**How to complete this task**
Every line in the data below that holds "SharedRecord" should be found and copied.

[Stored data]
----------------------------------------

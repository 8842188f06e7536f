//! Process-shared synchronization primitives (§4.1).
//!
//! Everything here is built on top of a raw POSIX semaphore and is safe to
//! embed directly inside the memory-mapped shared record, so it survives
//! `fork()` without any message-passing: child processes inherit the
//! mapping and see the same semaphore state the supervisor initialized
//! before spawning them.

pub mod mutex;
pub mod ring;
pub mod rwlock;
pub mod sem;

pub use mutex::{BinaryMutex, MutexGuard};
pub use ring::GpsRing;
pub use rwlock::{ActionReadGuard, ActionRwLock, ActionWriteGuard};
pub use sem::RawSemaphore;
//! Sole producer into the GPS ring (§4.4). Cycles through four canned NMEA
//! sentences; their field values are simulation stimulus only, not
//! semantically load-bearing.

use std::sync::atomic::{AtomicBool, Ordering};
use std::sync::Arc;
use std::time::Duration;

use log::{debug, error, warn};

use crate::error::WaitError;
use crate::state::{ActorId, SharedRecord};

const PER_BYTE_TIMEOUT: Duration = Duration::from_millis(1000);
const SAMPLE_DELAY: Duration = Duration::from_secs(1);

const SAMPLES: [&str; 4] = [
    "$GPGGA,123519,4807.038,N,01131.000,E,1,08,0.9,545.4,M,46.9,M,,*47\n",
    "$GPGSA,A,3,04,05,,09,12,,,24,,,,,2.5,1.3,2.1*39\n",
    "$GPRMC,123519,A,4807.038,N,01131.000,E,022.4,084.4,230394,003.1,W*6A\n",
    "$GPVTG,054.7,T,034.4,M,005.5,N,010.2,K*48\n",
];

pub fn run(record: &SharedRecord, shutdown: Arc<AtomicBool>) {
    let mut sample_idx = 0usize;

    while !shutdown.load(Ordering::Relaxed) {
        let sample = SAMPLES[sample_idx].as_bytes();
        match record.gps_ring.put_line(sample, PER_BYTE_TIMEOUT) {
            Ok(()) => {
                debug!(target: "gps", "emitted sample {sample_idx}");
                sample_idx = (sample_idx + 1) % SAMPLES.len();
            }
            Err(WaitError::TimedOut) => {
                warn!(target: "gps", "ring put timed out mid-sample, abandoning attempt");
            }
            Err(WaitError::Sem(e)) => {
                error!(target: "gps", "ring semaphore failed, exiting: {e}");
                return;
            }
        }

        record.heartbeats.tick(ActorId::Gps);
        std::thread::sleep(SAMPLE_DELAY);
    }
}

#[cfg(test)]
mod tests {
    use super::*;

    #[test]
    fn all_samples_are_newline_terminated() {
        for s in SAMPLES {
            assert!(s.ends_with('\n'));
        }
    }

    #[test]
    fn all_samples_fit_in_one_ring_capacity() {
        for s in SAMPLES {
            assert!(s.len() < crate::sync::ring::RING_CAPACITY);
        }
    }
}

----------------------------------------

**Response**
use crate::state::{ActorId, SharedRecord};
pub fn run(record: &SharedRecord, shutdown: Arc<AtomicBool>) {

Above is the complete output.